Saved entries:
* * * * * * *

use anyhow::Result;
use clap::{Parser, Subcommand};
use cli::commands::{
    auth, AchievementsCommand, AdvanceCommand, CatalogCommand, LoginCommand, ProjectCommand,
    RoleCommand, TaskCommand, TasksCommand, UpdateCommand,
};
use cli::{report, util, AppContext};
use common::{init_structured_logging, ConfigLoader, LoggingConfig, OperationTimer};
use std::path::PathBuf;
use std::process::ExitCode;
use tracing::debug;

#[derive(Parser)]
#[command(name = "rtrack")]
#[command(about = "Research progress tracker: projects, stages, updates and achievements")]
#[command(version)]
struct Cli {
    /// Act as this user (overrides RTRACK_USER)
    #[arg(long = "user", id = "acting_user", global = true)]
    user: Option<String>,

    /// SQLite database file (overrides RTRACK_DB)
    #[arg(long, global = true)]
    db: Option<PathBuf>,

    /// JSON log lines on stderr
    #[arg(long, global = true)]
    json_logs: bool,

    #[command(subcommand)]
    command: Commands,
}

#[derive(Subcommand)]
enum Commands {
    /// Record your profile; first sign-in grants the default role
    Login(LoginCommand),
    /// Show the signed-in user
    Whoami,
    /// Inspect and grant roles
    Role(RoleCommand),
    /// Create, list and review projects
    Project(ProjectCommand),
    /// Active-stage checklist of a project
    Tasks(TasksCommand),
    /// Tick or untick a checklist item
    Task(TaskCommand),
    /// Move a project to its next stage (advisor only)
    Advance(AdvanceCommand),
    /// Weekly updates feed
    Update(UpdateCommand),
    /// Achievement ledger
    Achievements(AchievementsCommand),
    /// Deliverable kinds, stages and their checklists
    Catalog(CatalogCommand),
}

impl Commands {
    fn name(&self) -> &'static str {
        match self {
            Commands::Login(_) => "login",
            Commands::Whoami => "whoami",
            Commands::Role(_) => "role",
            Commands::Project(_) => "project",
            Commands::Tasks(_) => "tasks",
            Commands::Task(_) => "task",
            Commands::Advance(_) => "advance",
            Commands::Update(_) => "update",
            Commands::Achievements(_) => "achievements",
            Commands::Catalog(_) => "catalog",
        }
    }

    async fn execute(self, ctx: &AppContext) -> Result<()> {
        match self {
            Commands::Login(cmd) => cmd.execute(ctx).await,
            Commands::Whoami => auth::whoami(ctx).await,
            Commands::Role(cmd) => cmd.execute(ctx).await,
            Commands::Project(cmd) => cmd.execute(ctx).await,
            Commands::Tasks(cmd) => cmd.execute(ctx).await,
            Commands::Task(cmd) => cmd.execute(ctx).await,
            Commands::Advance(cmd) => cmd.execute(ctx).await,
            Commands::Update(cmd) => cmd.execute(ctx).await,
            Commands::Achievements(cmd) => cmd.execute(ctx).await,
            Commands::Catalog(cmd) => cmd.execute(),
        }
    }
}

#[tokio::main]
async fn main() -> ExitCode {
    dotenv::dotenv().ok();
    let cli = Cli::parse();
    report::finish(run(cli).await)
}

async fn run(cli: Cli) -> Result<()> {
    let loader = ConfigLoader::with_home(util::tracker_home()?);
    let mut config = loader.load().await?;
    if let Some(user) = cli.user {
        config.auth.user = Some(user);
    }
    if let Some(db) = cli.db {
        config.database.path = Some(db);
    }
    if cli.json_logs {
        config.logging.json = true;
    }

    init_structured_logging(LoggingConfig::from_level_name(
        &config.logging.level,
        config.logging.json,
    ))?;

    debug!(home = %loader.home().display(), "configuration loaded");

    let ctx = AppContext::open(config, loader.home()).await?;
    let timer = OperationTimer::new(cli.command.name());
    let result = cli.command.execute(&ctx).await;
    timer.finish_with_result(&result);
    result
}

* * * * * * *

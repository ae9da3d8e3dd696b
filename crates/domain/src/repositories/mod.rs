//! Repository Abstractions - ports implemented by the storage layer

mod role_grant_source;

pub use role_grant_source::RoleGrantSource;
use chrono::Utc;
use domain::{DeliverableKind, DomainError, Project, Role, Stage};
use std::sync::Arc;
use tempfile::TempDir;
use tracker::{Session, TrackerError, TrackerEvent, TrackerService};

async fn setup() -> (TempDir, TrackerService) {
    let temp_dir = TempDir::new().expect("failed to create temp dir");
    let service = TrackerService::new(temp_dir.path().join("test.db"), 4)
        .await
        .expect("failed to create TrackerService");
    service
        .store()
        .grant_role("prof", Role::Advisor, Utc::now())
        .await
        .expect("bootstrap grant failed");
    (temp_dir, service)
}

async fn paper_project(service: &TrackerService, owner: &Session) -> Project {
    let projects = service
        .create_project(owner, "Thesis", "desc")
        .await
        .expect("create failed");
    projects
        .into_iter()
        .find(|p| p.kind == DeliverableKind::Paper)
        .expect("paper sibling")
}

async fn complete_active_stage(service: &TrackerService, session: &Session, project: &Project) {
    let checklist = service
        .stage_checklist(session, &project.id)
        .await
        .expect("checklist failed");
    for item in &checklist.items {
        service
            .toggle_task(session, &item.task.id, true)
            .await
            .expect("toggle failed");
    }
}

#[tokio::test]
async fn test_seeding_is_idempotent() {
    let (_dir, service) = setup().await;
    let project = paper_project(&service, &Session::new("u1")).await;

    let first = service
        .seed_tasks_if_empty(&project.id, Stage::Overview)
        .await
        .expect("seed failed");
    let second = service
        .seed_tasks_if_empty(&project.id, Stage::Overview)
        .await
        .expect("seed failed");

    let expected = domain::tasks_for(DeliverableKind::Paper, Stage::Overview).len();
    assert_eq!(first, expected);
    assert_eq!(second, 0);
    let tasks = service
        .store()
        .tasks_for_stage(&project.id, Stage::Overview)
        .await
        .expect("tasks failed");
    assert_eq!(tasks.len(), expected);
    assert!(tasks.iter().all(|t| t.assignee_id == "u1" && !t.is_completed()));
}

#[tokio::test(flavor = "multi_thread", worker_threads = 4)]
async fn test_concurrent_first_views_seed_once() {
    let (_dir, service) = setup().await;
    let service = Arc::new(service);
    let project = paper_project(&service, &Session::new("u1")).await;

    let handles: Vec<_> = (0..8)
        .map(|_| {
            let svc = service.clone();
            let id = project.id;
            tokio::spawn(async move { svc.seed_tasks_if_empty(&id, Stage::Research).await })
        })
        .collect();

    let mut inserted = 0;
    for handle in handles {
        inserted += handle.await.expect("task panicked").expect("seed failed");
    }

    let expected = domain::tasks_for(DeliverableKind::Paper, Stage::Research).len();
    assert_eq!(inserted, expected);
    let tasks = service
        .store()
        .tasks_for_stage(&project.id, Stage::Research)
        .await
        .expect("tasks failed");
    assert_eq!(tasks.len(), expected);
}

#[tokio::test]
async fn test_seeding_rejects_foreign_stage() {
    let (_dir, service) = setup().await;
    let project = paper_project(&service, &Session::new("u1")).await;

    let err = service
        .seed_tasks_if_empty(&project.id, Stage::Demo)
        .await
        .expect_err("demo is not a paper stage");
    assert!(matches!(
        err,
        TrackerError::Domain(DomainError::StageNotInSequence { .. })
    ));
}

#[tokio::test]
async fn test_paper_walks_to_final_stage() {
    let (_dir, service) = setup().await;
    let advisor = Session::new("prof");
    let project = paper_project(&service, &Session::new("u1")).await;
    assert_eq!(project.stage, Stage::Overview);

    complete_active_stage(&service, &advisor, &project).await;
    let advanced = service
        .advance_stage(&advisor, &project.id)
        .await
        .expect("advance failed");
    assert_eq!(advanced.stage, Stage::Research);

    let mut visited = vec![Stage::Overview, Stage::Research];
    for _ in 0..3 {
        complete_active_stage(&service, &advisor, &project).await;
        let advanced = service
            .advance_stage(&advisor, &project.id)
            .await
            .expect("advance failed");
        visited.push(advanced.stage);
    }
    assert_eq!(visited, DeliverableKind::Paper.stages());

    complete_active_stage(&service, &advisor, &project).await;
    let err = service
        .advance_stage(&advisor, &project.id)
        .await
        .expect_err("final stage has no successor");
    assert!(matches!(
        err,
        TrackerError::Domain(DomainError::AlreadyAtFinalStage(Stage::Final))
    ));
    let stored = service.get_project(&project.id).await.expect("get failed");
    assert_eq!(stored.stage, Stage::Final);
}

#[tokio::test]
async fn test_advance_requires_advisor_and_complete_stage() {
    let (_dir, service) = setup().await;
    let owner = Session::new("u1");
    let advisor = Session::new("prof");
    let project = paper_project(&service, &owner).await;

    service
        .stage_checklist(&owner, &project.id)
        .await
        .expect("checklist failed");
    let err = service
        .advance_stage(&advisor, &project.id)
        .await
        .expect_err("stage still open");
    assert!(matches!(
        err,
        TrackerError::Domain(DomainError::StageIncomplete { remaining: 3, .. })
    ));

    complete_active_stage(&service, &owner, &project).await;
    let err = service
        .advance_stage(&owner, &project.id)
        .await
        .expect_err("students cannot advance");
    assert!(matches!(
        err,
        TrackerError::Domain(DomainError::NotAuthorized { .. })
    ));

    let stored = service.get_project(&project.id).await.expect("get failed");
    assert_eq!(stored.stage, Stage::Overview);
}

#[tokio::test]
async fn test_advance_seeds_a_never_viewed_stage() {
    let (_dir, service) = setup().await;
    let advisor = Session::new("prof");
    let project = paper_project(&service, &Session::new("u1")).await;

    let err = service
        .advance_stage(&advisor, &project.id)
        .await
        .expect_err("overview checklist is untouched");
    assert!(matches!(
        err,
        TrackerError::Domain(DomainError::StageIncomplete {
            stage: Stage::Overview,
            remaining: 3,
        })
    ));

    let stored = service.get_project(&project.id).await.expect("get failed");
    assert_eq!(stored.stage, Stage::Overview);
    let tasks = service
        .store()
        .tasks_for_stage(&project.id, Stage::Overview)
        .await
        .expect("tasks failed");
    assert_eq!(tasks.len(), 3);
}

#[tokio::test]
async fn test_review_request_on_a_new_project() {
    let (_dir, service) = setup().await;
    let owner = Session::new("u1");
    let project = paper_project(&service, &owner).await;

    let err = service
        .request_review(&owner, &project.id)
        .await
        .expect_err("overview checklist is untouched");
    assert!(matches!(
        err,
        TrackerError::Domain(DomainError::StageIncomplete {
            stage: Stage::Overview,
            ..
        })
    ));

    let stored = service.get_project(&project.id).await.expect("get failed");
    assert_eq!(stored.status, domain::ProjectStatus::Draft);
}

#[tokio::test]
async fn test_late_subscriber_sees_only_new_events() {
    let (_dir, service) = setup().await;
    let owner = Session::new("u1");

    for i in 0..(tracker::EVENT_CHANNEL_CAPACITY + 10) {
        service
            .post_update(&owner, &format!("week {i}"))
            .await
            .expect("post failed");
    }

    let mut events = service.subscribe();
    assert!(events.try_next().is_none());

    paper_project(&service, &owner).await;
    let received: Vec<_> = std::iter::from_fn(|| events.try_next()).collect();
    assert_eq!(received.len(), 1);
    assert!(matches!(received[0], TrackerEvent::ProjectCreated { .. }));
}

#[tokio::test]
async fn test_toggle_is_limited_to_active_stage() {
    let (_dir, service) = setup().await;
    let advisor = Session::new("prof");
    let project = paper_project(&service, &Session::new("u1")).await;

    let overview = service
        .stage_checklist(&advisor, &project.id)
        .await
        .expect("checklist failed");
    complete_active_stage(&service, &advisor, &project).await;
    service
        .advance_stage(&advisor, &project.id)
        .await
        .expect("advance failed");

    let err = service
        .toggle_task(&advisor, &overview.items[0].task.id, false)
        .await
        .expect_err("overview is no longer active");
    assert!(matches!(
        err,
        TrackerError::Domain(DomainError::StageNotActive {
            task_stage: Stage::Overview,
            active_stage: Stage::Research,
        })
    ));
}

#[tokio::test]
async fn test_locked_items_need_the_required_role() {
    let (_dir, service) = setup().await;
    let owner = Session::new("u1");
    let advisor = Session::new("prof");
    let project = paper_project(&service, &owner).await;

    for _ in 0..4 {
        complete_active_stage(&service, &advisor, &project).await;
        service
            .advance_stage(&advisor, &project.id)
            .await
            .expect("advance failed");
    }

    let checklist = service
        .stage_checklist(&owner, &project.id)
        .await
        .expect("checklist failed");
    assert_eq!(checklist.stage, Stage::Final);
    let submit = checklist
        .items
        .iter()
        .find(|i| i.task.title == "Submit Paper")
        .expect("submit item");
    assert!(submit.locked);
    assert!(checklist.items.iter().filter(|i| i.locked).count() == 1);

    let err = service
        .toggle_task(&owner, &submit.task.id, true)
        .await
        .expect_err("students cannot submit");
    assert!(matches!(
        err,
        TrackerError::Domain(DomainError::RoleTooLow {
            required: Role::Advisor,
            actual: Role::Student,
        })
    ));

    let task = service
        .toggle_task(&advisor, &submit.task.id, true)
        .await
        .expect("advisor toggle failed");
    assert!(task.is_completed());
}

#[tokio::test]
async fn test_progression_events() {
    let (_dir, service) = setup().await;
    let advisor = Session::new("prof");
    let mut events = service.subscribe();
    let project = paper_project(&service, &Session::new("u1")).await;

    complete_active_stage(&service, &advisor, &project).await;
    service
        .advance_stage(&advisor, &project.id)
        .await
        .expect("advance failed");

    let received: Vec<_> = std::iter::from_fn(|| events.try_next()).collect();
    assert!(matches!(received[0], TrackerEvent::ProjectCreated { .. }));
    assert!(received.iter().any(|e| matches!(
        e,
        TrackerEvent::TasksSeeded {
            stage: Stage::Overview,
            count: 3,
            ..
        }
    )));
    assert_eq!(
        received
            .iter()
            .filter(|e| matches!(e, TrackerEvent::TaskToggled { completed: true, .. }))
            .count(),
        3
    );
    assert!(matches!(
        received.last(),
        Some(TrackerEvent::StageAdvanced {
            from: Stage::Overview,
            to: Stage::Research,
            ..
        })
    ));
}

* * * * * * *

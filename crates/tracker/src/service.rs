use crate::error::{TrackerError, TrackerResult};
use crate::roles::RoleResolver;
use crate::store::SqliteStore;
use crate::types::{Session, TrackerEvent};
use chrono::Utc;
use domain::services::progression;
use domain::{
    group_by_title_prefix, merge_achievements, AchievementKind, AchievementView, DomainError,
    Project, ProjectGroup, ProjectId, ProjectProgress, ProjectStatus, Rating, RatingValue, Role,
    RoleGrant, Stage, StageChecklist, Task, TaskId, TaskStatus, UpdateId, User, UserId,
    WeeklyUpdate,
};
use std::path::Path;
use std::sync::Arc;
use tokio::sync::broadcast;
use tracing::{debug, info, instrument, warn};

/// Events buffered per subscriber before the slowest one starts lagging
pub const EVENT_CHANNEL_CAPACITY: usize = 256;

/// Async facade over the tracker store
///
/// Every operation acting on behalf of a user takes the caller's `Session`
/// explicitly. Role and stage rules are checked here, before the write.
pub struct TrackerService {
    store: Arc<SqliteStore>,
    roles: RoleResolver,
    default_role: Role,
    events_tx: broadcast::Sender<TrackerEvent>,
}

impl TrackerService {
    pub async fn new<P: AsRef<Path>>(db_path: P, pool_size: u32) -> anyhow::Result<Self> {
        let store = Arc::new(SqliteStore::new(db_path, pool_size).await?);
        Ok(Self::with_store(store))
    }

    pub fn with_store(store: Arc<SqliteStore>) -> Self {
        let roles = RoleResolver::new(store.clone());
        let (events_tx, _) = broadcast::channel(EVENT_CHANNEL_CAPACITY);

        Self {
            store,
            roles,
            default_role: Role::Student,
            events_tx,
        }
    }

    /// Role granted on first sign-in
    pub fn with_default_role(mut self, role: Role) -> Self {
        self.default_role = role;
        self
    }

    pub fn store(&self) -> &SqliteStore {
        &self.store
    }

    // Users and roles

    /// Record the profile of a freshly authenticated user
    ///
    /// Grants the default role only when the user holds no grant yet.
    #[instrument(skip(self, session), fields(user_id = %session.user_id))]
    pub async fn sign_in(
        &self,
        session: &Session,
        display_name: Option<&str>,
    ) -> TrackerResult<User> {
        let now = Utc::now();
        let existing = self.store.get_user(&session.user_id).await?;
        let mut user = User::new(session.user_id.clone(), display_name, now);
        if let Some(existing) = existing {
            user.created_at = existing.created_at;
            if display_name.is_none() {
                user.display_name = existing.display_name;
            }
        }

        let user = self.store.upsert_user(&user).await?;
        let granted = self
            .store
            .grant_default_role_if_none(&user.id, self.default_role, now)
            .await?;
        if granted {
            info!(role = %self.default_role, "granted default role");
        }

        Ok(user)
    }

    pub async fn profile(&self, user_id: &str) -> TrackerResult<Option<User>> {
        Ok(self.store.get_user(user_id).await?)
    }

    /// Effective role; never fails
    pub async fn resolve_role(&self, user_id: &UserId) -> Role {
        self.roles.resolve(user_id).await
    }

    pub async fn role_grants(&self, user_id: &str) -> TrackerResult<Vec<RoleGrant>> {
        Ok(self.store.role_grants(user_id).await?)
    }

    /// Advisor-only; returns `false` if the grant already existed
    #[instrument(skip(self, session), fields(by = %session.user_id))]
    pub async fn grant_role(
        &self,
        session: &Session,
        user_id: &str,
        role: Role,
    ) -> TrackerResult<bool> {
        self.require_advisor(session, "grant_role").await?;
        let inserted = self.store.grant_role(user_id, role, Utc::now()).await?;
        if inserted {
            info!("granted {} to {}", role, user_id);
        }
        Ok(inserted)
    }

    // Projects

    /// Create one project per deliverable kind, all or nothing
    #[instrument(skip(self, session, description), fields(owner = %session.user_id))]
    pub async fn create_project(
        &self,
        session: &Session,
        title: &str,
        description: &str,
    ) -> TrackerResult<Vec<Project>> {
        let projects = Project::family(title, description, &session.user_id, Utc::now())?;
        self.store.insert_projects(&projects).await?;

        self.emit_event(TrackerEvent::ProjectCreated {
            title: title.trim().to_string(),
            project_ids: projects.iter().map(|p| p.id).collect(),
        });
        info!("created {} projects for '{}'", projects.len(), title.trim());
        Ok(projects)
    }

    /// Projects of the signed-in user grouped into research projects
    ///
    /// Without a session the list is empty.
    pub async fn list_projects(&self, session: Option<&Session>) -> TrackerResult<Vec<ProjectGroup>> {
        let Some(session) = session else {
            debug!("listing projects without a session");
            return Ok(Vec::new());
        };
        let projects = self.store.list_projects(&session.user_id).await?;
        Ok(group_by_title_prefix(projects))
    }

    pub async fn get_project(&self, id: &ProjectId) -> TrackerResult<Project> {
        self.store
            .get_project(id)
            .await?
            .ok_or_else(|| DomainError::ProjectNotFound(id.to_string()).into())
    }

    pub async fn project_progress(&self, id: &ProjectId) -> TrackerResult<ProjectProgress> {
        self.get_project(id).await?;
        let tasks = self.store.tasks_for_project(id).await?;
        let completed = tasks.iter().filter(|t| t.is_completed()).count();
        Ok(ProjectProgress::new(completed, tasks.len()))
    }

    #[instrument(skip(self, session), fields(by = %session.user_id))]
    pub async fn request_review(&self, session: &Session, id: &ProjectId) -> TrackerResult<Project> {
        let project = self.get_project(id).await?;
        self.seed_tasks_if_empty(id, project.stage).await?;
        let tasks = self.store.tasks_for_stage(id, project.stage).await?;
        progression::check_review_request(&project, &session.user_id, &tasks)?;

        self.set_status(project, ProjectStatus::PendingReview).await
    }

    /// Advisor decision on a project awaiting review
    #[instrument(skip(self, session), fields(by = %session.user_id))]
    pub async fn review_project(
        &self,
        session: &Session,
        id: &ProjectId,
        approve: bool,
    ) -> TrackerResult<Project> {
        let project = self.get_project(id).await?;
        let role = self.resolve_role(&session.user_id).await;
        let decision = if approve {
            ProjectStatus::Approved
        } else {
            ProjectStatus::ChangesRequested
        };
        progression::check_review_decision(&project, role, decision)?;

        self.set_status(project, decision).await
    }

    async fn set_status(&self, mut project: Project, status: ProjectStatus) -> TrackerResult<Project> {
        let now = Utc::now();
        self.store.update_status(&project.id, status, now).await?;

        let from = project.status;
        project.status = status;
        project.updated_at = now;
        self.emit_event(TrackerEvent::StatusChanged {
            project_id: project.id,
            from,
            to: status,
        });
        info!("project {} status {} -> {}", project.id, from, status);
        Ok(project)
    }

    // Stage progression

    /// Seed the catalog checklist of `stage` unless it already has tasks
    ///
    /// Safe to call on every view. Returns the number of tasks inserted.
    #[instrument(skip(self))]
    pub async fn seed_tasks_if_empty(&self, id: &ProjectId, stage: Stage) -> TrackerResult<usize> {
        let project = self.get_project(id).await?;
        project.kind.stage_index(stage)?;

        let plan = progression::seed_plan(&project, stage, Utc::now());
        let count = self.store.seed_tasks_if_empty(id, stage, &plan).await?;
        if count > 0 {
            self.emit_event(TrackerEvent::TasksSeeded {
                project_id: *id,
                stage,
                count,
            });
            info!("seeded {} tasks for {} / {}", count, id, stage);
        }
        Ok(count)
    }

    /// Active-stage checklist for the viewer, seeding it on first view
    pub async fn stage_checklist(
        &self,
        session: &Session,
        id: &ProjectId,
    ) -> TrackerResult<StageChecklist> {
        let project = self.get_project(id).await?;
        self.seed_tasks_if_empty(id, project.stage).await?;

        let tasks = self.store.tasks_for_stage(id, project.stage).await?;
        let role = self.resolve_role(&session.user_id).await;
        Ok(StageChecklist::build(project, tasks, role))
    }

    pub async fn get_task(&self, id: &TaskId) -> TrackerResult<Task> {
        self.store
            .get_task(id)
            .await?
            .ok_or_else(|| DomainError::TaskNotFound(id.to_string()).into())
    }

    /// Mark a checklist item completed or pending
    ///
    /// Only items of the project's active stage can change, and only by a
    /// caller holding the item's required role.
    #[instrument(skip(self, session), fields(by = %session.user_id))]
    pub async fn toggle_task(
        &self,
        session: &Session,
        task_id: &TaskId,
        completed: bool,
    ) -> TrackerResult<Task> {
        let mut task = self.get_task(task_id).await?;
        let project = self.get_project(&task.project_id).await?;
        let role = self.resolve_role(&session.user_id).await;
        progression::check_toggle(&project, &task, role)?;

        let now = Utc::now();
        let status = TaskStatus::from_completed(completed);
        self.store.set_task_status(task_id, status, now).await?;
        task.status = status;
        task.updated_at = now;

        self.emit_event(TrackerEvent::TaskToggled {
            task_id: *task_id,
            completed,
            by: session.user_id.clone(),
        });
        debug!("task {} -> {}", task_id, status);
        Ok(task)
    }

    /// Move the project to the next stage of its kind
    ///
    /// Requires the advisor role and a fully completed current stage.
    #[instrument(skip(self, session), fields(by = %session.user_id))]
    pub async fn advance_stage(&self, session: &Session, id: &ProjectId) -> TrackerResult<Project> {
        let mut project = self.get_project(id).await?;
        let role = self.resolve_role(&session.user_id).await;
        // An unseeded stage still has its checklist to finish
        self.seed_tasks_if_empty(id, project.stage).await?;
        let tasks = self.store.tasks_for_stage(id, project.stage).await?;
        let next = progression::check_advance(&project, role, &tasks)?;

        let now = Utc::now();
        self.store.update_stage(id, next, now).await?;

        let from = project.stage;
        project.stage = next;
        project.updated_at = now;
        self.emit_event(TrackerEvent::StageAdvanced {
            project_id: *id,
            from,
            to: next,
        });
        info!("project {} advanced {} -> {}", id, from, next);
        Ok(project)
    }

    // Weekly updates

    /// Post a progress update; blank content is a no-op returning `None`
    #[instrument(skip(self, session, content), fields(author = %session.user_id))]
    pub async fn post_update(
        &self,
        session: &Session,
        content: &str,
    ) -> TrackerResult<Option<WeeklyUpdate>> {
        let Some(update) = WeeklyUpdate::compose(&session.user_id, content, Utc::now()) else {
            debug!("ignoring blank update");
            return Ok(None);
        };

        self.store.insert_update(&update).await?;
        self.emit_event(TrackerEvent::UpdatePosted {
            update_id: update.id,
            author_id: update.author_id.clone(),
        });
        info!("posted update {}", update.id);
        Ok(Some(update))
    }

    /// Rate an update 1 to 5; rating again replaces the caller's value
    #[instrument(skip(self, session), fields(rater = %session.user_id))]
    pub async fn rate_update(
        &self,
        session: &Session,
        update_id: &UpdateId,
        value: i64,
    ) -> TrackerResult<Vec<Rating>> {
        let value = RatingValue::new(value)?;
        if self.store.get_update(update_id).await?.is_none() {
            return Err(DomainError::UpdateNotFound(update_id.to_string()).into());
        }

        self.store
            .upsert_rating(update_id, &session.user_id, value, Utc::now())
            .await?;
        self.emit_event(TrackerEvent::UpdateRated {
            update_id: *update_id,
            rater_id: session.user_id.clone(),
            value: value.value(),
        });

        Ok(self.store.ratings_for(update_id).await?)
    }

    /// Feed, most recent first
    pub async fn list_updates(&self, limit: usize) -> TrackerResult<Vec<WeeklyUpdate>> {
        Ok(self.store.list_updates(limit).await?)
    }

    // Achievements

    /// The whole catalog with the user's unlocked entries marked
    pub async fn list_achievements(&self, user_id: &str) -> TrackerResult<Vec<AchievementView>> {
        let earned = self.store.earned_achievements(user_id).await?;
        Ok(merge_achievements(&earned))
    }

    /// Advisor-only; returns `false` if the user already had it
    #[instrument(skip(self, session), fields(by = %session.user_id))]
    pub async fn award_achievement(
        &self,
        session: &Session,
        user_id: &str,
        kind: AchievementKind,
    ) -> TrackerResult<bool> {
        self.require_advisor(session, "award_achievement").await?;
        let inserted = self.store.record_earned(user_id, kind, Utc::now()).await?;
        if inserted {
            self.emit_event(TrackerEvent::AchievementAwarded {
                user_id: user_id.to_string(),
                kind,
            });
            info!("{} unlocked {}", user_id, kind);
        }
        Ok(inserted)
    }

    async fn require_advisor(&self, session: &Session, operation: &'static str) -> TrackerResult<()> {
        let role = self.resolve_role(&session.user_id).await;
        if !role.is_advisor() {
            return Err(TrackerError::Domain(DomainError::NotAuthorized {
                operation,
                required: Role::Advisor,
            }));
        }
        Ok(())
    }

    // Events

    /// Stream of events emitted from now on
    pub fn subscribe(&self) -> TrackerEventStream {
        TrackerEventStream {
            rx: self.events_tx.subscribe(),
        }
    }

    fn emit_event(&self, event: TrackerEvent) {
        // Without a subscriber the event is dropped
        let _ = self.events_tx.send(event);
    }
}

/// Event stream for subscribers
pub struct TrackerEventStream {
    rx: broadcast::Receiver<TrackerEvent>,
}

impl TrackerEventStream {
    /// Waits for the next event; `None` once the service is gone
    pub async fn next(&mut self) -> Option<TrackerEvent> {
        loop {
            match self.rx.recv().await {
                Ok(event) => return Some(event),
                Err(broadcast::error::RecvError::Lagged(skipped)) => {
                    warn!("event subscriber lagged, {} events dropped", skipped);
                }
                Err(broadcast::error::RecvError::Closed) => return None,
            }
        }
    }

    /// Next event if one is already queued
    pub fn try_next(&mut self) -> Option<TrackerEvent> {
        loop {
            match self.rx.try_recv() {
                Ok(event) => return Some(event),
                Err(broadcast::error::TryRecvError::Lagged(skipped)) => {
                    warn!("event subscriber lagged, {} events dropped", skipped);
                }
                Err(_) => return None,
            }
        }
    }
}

* * * * * * *

Of all the lines above, tally those with the word "AchievementView". Write the total only.

2